Now this is a good discussion that should be ideally had prior to holding the baby after delivery. And the reason for that: 1 of the greatest misconceptions and dissatisfiers among women is when you have a care team that may have slightly changed after delivery. For instance, you go to postpartum. On the postpartum floor, you have new nurses, and new individuals coming into your room to see you maybe on the morning after delivery. Suddenly there may be confusing information. In other words, 1 person may come in and say, ”Well, should you be breastfeeding based on your medications?” It’s good to already have that information available. In other words, we like to think about arming the person with as much information as possible about safety before they get there.

And then there are decisions being made. I’ll give you an example of 1 that’s often brought up. The example is, “Should I pump and dump? Should I pump milk and dump milk to get rid of medications in breast milk?” The answer is no. In biologics, anti—TNF-alpha agents, there’s no role for pumping and dumping. And so those women can breastfeed. This can be supported through lactation assistance. A lactation specialist can assist with that, and they can also assist these patients in making decisions about medication use along with maternal-fetal medicine. This is 1 of the things that we address early on in pregnancy. The reason for that is because we know that women are more likely to be successful breastfeeders if they have been armed with this information, not at the time when we’re making a decision—when the baby is in our arms—but when it was planned beforehand.

One of the other things that you will see occur, and this is in normal pregnancy as well as in women with autoimmune disease, is milk supply. “Can I make enough milk, and am I going to have problems with making milk?” Certainly, in inflammatory states and with flares, milk supply will go down. And so 1 of the key features there is keeping the person in remission, keeping them well hydrated, and then also addressing nutrition again. Coming back to nutrition, you do need additional caloric intake to support the ability to lactate. There are some things that may be used in assisting keeping breast milk up.

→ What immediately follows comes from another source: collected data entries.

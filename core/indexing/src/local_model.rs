//! Local ONNX embedding model via fastembed.

use crate::embedding::{Embedder, EmbeddingError};
use fastembed::{EmbeddingModel, InitOptions, TextEmbedding};
use std::sync::Mutex;
use tracing::info;

/// 384-dim model the stored vectors are built with.
pub const DEFAULT_MODEL: &str = "BAAI/bge-small-en-v1.5";

pub struct FastEmbedder {
    model: Mutex<TextEmbedding>,
}

impl FastEmbedder {
    /// Load the model. Downloads weights on first use; call once per process.
    pub fn new() -> Result<Self, EmbeddingError> {
        info!("Loading embedding model {}", DEFAULT_MODEL);

        let model = TextEmbedding::try_new(InitOptions::new(EmbeddingModel::BGESmallENV15))
            .map_err(|e| EmbeddingError::ModelLoad(e.to_string()))?;

        info!("Embedding model ready");
        Ok(Self {
            model: Mutex::new(model),
        })
    }
}

impl Embedder for FastEmbedder {
    fn embed(&self, text: &str) -> Result<Vec<f32>, EmbeddingError> {
        let model = self
            .model
            .lock()
            .map_err(|_| EmbeddingError::InferenceFailed("model lock poisoned".into()))?;

        let mut batch = model
            .embed(vec![text], None)
            .map_err(|e| EmbeddingError::InferenceFailed(e.to_string()))?;

        batch
            .pop()
            .ok_or_else(|| EmbeddingError::InferenceFailed("model returned no embedding".into()))
    }

    fn model_name(&self) -> &str {
        DEFAULT_MODEL
    }
}
pub mod embedding;
pub mod freshness;
pub mod fusion;
pub mod keyword;
#[cfg(feature = "fastembed")]
pub mod local_model;
pub mod ranking;
pub mod vector;

pub use embedding::{embed_checked, Embedder, EmbeddingError, HashEmbedder, EMBEDDING_DIM};
pub use freshness::{freshness_multiplier, parse_timestamp};
pub use fusion::{candidate_limit, reciprocal_rank_fusion, FusedCandidate, K_CANDIDATES, RRF_K};
pub use keyword::match_expression;
#[cfg(feature = "fastembed")]
pub use local_model::FastEmbedder;
pub use ranking::{apply_freshness, RetrievalConfig};
pub use vector::{NearestNeighbors, VectorHit};
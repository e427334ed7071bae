use chrono::{DateTime, NaiveDateTime, TimeZone, Utc};
use tracing::warn;

/// Lowest multiplier freshness decay can reach.
pub const FRESHNESS_FLOOR: f64 = 0.5;

/// Weight of `ln(age_days + 1)` in the decay.
pub const FRESHNESS_DECAY: f64 = 0.05;

// SQLite CURRENT_TIMESTAMP style, written by older stores. Always UTC.
const NAIVE_FORMATS: &[&str] = &["%Y-%m-%d %H:%M:%S%.f", "%Y-%m-%dT%H:%M:%S%.f"];

/// Parse an RFC3339 or SQLite-style UTC timestamp.
pub fn parse_timestamp(raw: &str) -> Option<DateTime<Utc>> {
    let raw = raw.trim();

    if let Ok(dt) = DateTime::parse_from_rfc3339(raw) {
        return Some(dt.with_timezone(&Utc));
    }

    NAIVE_FORMATS.iter().find_map(|format| {
        NaiveDateTime::parse_from_str(raw, format)
            .ok()
            .map(|naive| Utc.from_utc_datetime(&naive))
    })
}

/// `max(0.5, 1 - 0.05 * ln(age_days + 1))`, with negative or non-finite ages
/// treated as zero so clock skew never raises a score.
///
/// 0 days -> 1.0, 30 days -> ~0.83, 365 days -> ~0.70.
pub fn decay(age_days: f64) -> f64 {
    let age = if age_days.is_finite() {
        age_days.max(0.0)
    } else {
        0.0
    };

    (1.0 - FRESHNESS_DECAY * (age + 1.0).ln()).max(FRESHNESS_FLOOR)
}

/// Multiplier for a record last verified at `last_verified_at`.
///
/// Missing or unparsable timestamps yield 1.0.
pub fn freshness_multiplier(last_verified_at: &str, now: DateTime<Utc>) -> f64 {
    match parse_timestamp(last_verified_at) {
        Some(verified) => {
            let age_days = (now - verified).num_milliseconds() as f64 / 86_400_000.0;
            decay(age_days)
        }
        None => {
            warn!(
                "Unparsable last_verified_at {:?}, skipping freshness decay",
                last_verified_at
            );
            1.0
        }
    }
}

There is 1 medication—it’s kind of an herbal—that is out there, that is used in some cases to support lactation. However, we do not recommend using it. The drug is called fenugreek. Fenugreek can predispose people to additional bleeding. So if the patient were to have problems, especially with bowel or autoimmune disease involving Crohn disease or colitis, that could potentiate that effect of bleeding. And so we do avoid that. But otherwise, green tea, good hydration, and bringing the baby to breast frequently can help support and keep lactation adequate throughout that time period, so that breastfeeding can be just as if the disease were not present.

This is a common question: “If my baby has been exposed to a biologic agent throughout pregnancy and then after delivery, do I need to have concerns? Are there any different needs that should be taken into consideration?” Pediatrics will discuss this with patients, but immunizations may change slightly. There is 1 immunization that is given at under 6 months that is a live attenuated vaccine for rotavirus. And so if a person were to receive the rotavirus vaccine at 2 months and 4 months, that may be delayed. This is a vaccine that helps prevent a certain type of diarrhea that may take place in infants. So that may be delayed slightly, even though the evidence from the best registries that we have going forward suggest that there is no impact on vaccination schedule or need for vaccination schedule to be changed based on exposure to immunomodulators or biologic agents in pregnancy.